Rocket Equation Derivation
Rocket Equation Derivation

At time t=0, the rocket’s total mass is M + Δm. Where M is the mass of the empty rocket and Δm is the mass of the fuel. The entire system is moving at a velocity of V, with respect to an observer on earth.

Total Initial momentum of the rocket = Mass x Velocity

Pi = (M + Δm) x V

At time t= T, the rocket’s engine burns and ejects the fuel, and gains velocity.

The rocket’s velocity becomes V + ΔV and the rocket’s exhaust velocity becomes Ve. Both velocities are with respect to an observer on earth.

Total final momentum of the rocket = Mass of rocket x Rocket’s velocity + Mass of Exhaust x exhaust’s velocity.

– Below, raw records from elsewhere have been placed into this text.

use axum::{
    Extension,
    extract::{Multipart, State, multipart::MultipartError},
    http::StatusCode,
};
use kurdmed_core::domain::{
    localization::Language,
    medication::{IdentifyByImageInput, ImagePayload, ports::MedicationService},
};

use crate::application::{
    device_middleware::DeviceContext,
    http::{
        medication::{
            handlers::identify_by_name::IdentifyMedicationResponse,
            validators::{IdentifyByImageForm, MAX_IMAGE_SIZE},
        },
        server::{
            api_entities::{api_error::ApiError, response::Response},
            app_state::AppState,
        },
    },
};

struct UploadedImage {
    mime_type: String,
    data: Vec<u8>,
}

#[derive(Default)]
struct ImageForm {
    image: Option<UploadedImage>,
    prompt: Option<String>,
    language: Option<Language>,
}

enum FormError {
    TooLarge,
    InvalidType,
    Malformed(String),
}

fn read_error(e: MultipartError) -> FormError {
    if e.status() == StatusCode::PAYLOAD_TOO_LARGE {
        FormError::TooLarge
    } else {
        FormError::Malformed(format!("Failed to read multipart field: {}", e.body_text()))
    }
}

async fn read_form(multipart: &mut Multipart) -> Result<ImageForm, FormError> {
    let mut form = ImageForm::default();

    while let Some(field) = multipart.next_field().await.map_err(read_error)? {
        let name = field.name().unwrap_or("").to_string();

        match name.as_str() {
            "image" => {
                let mime_type = field.content_type().unwrap_or("").to_string();
                if !mime_type.starts_with("image/") {
                    return Err(FormError::InvalidType);
                }

                let data = field.bytes().await.map_err(read_error)?;
                if data.len() > MAX_IMAGE_SIZE {
                    return Err(FormError::TooLarge);
                }

                form.image = Some(UploadedImage {
                    mime_type,
                    data: data.to_vec(),
                });
            }
            "prompt" => {
                let value = field.text().await.map_err(read_error)?;
                form.prompt = Some(value).filter(|p| !p.trim().is_empty());
            }
            "language" => {
                let value = field.text().await.map_err(read_error)?;
                let language = value
                    .trim()
                    .parse()
                    .map_err(|_| FormError::Malformed(format!("Unknown language '{}'", value)))?;
                form.language = Some(language);
            }
            _ => {}
        }
    }

    Ok(form)
}

#[utoipa::path(
    post,
    path = "/identify/image",
    tag = "medications",
    summary = "Identify a medication from a packaging photo",
    description = "Sends the photo to the model and returns the parsed medication record. Model failures are returned as a record whose outcome explains them.",
    params(
        ("X-Device-Id" = String, Header, description = "Device identifier"),
    ),
    request_body(content = IdentifyByImageForm, content_type = "multipart/form-data"),
    responses(
        (status = 200, body = IdentifyMedicationResponse),
        (status = 400, description = "Missing, oversized or non-image upload"),
        (status = 401, description = "Not signed in")
    )
)]
pub async fn identify_by_image(
    State(state): State<AppState>,
    Extension(device): Extension<DeviceContext>,
    mut multipart: Multipart,
) -> Result<Response<IdentifyMedicationResponse>, ApiError> {
    let form = read_form(&mut multipart).await;
    let explicit = form.as_ref().ok().and_then(|form| form.language);
    let language = state.resolve_language(&device, explicit).await;

    let form = form.map_err(|e| {
        ApiError::BadRequest(match e {
            FormError::TooLarge => {
                let size = (MAX_IMAGE_SIZE / (1024 * 1024)).to_string();
                state.translator.translate_with(
                    language,
                    "imageIdentifier.error.tooLarge",
                    &[("size", size.as_str())],
                )
            }
            FormError::InvalidType => state.translate(language, "imageIdentifier.error.invalidType"),
            FormError::Malformed(message) => message,
        })
    })?;

    let image = form.image.ok_or_else(|| {
        ApiError::BadRequest(state.translate(language, "imageIdentifier.error.selectImage"))
    })?;

    let prompt = form
        .prompt
        .unwrap_or_else(|| state.translate(language, "packagingScanner.prompt"));

    let record = state
        .service
        .identify_by_image(IdentifyByImageInput {
            image: ImagePayload::from_bytes(&image.data, image.mime_type),
            prompt,
            language,
        })
        .await;

    Ok(Response::OK(IdentifyMedicationResponse { data: record }))
}
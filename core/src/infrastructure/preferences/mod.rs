pub mod backend;
pub mod json_file_store;

pub use backend::PreferenceBackend;
pub use json_file_store::{InMemoryPreferenceStore, JsonFilePreferenceStore};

Pf = M x (V + ΔV) + Δm x Ve

Since there is no external force acting on the rocket, the net force is zero. Hence, the total change in momentum from t=0 to t=T will be zero.

Pf – Pi = 0

M x (V + ΔV) + Δm x Ve – (M + Δm) x V = 0

MV + MΔV + ΔmVeMV – ΔmV = 0

MΔV + ΔmVe – ΔmV = 0

Now, Ve and V are the velocity of exhaust and rocket, respectively, with respect to an observer on earth.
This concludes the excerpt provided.